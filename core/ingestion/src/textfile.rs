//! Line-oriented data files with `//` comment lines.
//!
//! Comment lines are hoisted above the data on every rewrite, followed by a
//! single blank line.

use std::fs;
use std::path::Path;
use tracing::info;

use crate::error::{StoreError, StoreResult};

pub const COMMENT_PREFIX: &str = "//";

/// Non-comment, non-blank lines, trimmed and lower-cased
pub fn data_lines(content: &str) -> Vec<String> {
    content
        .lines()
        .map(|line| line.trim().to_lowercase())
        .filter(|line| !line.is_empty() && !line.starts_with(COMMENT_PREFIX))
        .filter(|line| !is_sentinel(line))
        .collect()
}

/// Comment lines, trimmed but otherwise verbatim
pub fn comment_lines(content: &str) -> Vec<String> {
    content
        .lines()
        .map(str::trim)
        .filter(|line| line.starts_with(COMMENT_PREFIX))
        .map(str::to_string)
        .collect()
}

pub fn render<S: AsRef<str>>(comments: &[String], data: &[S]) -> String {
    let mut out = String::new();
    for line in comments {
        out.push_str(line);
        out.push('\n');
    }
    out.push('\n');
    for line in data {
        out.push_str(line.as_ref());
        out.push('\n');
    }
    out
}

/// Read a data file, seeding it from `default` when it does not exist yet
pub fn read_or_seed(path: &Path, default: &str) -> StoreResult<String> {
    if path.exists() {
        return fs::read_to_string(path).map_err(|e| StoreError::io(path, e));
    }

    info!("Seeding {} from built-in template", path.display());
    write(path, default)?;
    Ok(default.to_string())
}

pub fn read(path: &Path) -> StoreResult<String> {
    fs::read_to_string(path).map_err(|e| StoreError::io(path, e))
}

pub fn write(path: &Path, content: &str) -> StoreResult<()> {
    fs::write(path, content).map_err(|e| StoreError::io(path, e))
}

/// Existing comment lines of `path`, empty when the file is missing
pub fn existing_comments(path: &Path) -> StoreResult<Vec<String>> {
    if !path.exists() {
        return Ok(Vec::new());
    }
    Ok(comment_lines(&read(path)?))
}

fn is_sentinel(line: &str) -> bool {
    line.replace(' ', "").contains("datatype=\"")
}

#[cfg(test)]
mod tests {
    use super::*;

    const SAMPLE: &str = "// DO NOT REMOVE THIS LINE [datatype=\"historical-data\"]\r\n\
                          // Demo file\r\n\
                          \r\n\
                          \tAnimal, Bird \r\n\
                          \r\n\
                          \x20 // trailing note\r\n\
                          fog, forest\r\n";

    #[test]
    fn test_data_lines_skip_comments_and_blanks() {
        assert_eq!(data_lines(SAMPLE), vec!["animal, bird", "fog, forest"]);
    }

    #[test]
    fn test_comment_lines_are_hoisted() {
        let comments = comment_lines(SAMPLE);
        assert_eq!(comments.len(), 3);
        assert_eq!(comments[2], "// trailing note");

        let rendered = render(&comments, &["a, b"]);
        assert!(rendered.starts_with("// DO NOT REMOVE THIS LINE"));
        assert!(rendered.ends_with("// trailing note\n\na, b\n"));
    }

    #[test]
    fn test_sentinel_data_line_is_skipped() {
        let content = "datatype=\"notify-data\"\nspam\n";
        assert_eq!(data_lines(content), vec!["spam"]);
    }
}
==========
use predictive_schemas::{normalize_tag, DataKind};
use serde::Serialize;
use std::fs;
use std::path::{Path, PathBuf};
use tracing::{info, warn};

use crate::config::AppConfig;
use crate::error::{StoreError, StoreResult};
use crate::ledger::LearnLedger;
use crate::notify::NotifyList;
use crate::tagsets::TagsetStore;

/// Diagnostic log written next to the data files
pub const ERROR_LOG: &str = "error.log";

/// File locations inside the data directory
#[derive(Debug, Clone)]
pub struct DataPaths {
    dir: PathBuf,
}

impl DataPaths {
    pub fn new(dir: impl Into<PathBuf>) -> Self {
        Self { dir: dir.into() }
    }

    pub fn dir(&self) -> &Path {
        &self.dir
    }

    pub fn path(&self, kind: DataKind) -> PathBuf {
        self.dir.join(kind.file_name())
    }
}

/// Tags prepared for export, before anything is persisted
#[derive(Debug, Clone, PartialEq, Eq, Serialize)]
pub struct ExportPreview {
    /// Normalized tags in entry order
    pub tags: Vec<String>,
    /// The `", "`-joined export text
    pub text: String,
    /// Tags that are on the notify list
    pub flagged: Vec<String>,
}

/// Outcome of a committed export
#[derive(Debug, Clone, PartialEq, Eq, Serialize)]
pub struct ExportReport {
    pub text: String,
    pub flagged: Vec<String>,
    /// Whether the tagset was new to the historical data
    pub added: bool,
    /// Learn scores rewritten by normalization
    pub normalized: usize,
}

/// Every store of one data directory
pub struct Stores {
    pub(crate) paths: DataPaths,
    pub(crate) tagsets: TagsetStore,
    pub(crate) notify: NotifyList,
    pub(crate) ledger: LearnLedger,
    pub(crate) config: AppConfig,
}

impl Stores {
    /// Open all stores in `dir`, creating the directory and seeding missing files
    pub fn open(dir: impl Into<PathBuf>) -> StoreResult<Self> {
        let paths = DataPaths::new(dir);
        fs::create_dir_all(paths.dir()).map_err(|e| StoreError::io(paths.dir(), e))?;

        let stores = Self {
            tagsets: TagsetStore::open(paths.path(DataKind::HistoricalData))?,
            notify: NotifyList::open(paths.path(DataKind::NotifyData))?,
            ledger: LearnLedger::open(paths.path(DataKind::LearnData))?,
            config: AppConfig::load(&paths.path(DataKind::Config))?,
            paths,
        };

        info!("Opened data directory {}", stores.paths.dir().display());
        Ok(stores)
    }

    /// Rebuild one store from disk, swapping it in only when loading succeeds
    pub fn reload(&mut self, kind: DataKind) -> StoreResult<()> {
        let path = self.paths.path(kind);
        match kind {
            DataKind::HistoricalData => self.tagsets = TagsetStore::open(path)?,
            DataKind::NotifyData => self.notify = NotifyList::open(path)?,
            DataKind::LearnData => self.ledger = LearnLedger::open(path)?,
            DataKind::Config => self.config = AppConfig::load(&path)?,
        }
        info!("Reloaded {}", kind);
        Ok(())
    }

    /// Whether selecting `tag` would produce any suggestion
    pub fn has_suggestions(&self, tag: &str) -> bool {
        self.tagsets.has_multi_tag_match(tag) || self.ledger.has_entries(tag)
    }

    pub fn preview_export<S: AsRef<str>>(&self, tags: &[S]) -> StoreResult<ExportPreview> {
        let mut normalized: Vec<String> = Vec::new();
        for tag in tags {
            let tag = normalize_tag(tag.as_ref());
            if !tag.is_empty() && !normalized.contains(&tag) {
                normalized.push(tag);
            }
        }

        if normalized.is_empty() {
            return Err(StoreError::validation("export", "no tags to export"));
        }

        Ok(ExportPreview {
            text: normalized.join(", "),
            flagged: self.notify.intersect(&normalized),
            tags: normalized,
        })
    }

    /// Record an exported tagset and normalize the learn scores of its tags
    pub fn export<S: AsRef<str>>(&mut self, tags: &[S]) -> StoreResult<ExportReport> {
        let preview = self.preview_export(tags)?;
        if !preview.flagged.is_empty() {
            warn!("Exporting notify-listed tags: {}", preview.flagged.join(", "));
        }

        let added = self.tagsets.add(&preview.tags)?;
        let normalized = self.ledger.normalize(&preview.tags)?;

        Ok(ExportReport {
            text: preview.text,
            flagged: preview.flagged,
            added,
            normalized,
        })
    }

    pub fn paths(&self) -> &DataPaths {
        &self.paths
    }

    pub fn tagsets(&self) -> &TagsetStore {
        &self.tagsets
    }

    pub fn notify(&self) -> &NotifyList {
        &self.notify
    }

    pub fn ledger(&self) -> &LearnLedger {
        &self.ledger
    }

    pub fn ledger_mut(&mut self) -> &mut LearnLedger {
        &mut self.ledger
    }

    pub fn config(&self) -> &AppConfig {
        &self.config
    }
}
==========
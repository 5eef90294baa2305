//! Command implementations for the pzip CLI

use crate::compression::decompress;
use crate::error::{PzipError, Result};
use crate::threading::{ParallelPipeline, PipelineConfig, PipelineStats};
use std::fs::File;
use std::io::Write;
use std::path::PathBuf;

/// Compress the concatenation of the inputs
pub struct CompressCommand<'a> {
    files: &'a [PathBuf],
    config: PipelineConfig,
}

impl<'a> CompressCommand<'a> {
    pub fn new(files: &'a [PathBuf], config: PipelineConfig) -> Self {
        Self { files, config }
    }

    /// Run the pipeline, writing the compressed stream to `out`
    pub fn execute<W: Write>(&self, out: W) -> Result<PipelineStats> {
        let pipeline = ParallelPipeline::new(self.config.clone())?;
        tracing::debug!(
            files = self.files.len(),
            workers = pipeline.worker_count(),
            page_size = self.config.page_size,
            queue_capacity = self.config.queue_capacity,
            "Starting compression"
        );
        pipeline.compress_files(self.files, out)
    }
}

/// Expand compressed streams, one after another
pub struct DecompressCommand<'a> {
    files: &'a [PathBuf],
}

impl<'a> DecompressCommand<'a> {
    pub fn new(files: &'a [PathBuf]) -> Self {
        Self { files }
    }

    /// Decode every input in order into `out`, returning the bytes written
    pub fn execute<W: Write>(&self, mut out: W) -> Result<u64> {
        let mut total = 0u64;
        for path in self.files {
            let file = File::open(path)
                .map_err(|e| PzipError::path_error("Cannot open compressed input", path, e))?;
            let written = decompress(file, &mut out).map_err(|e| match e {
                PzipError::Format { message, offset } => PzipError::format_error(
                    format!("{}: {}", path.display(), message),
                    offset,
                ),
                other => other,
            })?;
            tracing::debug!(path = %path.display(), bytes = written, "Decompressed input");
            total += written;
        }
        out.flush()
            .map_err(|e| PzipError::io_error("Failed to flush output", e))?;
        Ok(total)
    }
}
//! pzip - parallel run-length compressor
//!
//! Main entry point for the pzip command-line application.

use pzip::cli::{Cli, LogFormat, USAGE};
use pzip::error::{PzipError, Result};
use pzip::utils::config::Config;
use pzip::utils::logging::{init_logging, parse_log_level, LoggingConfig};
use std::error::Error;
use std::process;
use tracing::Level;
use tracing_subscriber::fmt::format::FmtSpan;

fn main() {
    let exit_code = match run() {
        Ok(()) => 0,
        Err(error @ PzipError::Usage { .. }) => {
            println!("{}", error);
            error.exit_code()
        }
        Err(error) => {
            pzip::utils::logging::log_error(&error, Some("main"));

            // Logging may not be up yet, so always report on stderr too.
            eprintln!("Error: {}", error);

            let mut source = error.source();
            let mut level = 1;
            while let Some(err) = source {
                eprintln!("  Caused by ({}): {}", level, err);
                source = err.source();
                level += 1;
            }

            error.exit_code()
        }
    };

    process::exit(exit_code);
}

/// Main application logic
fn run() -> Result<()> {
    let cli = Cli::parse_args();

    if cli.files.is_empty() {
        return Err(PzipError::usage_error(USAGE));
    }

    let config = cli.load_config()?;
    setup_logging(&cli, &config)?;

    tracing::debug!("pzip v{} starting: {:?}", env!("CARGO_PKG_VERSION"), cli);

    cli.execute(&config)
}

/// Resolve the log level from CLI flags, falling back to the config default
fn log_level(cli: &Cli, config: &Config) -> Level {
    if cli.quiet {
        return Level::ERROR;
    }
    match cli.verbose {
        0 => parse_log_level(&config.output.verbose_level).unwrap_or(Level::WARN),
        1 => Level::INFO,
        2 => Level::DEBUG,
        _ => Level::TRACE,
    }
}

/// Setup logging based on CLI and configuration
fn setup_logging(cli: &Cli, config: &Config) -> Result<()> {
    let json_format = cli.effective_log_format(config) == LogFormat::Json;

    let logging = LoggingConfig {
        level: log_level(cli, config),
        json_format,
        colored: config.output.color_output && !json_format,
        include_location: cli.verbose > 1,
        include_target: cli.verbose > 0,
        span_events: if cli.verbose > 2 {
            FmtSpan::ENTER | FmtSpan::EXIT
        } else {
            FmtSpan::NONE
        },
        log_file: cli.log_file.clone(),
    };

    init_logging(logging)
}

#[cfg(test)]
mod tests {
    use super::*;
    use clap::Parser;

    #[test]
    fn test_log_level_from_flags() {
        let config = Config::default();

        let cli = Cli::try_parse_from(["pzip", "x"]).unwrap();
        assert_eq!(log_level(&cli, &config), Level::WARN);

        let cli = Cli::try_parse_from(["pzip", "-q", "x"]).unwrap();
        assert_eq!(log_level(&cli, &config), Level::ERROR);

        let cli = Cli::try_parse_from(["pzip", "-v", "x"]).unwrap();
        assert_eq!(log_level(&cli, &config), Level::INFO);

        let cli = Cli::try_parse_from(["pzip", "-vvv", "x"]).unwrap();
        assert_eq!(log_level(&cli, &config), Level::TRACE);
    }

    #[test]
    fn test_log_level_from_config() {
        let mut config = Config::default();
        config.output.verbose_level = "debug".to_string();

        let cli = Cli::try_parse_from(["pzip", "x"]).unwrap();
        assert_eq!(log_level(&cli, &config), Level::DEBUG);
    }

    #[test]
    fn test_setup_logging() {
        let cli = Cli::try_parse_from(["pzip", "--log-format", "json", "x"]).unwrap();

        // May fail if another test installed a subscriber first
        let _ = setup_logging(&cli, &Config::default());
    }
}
==========
[TASK DESCRIPTION] Within the data above, pick out all lines holding the word "NotifyList".

[SOLUTION FOR THIS TASK]
use crate::notify::NotifyList;
    pub(crate) notify: NotifyList,
            notify: NotifyList::open(paths.path(DataKind::NotifyData))?,
            DataKind::NotifyData => self.notify = NotifyList::open(path)?,
    pub fn notify(&self) -> &NotifyList {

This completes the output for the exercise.